↓↓↓

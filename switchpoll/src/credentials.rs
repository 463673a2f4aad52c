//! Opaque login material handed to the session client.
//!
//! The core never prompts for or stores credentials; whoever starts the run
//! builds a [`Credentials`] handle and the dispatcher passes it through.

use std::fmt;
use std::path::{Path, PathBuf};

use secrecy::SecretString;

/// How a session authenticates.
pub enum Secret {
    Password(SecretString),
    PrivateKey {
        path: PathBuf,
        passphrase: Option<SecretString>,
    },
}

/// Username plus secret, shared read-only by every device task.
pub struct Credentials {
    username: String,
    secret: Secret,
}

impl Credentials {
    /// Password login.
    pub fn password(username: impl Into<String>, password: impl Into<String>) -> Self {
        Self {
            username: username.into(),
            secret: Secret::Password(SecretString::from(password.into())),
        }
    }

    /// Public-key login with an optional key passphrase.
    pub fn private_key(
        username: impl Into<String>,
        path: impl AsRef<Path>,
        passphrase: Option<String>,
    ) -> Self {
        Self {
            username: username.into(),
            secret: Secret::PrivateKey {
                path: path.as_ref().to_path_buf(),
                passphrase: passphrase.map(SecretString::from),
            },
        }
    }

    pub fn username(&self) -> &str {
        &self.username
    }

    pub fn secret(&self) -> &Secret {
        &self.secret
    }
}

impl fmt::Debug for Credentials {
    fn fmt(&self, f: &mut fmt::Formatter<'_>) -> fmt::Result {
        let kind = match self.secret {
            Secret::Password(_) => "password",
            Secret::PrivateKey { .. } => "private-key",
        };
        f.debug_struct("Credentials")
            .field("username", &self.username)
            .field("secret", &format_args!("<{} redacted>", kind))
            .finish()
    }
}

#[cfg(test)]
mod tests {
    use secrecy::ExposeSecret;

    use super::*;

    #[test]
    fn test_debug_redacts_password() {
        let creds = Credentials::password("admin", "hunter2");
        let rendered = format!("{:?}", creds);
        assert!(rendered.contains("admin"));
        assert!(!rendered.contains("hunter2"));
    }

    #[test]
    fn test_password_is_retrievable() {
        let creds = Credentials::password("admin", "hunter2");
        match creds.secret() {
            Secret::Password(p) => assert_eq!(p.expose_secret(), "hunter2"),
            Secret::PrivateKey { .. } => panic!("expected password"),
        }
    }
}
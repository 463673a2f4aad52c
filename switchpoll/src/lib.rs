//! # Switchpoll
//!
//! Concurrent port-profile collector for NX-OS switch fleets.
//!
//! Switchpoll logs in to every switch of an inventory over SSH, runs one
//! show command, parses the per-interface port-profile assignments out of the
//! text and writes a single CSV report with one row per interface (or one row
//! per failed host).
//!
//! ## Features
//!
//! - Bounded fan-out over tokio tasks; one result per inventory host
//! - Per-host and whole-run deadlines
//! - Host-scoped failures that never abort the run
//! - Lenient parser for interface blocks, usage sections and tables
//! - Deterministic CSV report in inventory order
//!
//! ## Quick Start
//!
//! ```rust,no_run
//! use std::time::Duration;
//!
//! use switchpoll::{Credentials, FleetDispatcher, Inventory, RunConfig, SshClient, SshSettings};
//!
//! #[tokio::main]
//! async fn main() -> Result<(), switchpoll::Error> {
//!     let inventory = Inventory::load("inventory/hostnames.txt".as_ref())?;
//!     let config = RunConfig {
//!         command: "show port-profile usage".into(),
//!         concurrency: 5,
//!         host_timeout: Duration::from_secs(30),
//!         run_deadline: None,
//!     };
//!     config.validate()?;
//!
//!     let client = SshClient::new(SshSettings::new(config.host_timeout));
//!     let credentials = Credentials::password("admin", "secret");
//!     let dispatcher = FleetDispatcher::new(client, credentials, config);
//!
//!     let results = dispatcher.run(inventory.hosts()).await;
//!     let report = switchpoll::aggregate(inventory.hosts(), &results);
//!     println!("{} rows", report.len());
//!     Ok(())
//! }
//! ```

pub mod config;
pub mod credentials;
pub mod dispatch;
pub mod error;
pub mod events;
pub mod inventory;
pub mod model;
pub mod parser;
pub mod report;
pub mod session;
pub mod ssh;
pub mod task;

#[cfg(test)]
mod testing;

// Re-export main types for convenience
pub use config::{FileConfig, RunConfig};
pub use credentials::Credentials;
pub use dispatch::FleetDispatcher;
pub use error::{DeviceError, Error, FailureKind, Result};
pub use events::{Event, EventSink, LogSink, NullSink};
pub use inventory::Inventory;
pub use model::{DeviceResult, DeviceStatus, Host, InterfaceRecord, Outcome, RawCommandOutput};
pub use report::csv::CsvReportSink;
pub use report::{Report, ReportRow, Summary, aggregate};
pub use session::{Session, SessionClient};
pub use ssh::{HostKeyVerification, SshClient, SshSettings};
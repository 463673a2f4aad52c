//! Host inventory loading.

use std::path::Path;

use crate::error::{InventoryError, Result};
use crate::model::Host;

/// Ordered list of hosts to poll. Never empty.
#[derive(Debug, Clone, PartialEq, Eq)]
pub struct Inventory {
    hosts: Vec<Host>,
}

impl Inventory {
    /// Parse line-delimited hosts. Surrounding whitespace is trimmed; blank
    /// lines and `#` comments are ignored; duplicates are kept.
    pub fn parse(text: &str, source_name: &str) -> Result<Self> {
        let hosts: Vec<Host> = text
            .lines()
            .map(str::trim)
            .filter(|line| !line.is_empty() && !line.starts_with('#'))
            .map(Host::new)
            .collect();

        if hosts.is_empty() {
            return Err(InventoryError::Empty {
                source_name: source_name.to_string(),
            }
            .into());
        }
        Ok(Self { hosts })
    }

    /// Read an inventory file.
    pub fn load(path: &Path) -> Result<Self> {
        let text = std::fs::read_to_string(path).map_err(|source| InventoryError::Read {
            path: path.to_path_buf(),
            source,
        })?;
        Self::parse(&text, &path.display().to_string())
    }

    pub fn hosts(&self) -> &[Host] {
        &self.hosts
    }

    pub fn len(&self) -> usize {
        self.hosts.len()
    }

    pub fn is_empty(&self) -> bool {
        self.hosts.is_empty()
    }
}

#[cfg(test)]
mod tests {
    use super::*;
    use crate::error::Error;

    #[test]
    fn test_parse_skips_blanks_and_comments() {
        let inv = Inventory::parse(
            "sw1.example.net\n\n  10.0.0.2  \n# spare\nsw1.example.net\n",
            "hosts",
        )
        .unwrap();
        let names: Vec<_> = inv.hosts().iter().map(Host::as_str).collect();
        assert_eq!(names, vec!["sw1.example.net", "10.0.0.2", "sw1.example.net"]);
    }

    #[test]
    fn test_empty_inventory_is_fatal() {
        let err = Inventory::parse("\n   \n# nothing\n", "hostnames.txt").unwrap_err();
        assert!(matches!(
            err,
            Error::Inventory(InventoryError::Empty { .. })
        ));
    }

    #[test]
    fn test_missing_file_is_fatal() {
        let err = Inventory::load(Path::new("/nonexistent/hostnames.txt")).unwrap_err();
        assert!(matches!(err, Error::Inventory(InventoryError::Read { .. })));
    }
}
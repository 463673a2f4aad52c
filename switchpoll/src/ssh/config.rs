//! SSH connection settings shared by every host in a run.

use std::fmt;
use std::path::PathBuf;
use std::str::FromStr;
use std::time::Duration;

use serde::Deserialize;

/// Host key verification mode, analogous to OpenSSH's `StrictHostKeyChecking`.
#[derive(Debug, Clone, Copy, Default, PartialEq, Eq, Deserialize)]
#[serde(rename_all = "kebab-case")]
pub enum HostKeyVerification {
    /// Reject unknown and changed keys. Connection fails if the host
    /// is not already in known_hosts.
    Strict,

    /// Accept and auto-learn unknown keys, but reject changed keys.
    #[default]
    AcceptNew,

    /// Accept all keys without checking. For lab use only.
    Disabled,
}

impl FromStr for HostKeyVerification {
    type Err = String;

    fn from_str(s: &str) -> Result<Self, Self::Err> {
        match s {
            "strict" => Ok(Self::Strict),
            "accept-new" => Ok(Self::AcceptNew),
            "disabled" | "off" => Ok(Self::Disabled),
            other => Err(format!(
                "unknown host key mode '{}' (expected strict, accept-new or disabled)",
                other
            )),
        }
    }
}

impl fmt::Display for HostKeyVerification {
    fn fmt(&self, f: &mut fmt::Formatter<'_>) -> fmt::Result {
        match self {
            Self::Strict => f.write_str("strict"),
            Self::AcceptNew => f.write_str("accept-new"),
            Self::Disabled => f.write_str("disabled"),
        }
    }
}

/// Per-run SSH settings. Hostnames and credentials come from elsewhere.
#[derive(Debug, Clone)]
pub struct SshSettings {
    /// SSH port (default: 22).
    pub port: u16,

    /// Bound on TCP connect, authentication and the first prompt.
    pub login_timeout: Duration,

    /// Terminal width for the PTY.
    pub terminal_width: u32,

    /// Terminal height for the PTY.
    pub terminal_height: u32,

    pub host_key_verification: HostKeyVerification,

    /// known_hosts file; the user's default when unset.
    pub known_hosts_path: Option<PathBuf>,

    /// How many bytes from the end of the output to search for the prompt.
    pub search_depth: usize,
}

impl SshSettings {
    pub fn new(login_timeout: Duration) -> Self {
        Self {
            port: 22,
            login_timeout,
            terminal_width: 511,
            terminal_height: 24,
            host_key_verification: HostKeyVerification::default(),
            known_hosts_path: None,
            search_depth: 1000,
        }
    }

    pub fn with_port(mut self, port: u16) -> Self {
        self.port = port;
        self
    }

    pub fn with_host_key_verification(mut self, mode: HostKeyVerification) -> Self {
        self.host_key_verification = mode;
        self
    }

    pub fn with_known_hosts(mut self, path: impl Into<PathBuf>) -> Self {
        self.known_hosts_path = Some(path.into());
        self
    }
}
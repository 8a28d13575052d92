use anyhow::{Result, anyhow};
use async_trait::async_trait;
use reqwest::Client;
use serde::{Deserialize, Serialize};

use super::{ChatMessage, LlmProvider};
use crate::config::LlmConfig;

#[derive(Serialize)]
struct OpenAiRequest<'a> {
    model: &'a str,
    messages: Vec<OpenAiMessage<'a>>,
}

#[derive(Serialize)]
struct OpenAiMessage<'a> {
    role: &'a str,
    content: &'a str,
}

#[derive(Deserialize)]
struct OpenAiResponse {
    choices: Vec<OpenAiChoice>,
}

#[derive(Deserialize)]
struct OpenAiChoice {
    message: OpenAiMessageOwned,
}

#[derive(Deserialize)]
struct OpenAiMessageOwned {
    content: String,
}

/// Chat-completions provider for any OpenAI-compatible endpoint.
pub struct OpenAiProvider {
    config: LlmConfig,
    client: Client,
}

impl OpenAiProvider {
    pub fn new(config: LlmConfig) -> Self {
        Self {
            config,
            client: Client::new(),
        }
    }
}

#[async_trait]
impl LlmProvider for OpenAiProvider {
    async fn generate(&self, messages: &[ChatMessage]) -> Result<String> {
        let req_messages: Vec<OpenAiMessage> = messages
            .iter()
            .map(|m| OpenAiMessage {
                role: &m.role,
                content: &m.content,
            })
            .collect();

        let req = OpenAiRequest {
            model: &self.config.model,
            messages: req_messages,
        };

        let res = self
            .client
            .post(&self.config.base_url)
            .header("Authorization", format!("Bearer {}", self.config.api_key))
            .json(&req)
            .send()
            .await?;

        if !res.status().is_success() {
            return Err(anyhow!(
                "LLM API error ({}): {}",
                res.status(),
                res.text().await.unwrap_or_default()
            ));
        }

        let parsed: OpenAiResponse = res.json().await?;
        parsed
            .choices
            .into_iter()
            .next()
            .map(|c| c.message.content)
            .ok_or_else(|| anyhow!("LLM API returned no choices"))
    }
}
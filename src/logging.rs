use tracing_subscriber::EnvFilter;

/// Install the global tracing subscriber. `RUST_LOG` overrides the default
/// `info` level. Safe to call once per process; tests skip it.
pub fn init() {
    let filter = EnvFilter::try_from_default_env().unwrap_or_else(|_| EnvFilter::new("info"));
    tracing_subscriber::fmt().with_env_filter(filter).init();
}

↑↑↑

__What is being asked__. Return one number, the count of lines in the records holding the word "crate".

__Answer for the task__. 4